What is being asked
Every line in the following data that has "GitCredentials" counts toward the total; state that total alone.

(Saved data entries)
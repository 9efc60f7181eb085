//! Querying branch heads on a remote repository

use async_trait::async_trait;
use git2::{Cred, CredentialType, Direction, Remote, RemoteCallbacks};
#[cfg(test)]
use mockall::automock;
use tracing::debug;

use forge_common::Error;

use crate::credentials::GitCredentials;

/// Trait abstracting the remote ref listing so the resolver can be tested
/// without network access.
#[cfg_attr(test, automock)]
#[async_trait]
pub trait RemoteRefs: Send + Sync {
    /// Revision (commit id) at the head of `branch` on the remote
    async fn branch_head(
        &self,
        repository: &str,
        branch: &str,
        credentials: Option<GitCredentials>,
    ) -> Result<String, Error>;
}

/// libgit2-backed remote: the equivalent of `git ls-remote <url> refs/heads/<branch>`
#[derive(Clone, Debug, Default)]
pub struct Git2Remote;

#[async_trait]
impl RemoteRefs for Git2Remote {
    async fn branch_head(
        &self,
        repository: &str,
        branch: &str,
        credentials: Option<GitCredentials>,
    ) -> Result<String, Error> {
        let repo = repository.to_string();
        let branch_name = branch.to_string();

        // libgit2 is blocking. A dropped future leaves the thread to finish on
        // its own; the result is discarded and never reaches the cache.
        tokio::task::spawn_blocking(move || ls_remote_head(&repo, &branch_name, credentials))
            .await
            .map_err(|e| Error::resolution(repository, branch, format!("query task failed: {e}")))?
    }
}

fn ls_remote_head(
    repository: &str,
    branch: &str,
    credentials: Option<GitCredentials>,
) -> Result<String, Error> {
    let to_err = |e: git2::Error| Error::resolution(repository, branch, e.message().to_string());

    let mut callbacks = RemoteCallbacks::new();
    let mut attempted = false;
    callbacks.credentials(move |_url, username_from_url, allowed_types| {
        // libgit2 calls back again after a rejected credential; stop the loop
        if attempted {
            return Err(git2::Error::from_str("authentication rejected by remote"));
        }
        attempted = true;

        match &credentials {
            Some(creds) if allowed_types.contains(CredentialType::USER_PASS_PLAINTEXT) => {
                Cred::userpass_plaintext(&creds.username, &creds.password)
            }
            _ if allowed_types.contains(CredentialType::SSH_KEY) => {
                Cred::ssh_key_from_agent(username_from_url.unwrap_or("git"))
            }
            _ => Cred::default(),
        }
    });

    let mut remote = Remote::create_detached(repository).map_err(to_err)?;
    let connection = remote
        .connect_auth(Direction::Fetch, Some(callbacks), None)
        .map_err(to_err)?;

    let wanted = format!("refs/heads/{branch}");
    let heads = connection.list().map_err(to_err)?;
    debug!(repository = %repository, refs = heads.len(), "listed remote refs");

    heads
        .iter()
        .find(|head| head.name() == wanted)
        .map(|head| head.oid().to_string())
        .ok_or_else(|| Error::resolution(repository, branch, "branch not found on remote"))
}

* * *

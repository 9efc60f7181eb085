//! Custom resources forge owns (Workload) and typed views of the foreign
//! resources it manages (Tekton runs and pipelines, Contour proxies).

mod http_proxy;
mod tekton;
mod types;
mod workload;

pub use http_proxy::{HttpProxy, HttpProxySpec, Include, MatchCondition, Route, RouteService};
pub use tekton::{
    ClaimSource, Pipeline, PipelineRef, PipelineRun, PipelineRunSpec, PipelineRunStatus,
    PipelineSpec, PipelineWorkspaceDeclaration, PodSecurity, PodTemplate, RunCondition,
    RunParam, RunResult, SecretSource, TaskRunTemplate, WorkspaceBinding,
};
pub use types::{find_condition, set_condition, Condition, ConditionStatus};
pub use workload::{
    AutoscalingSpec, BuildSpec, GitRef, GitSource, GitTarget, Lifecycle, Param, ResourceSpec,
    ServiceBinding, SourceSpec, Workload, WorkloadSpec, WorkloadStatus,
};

Worked solution
4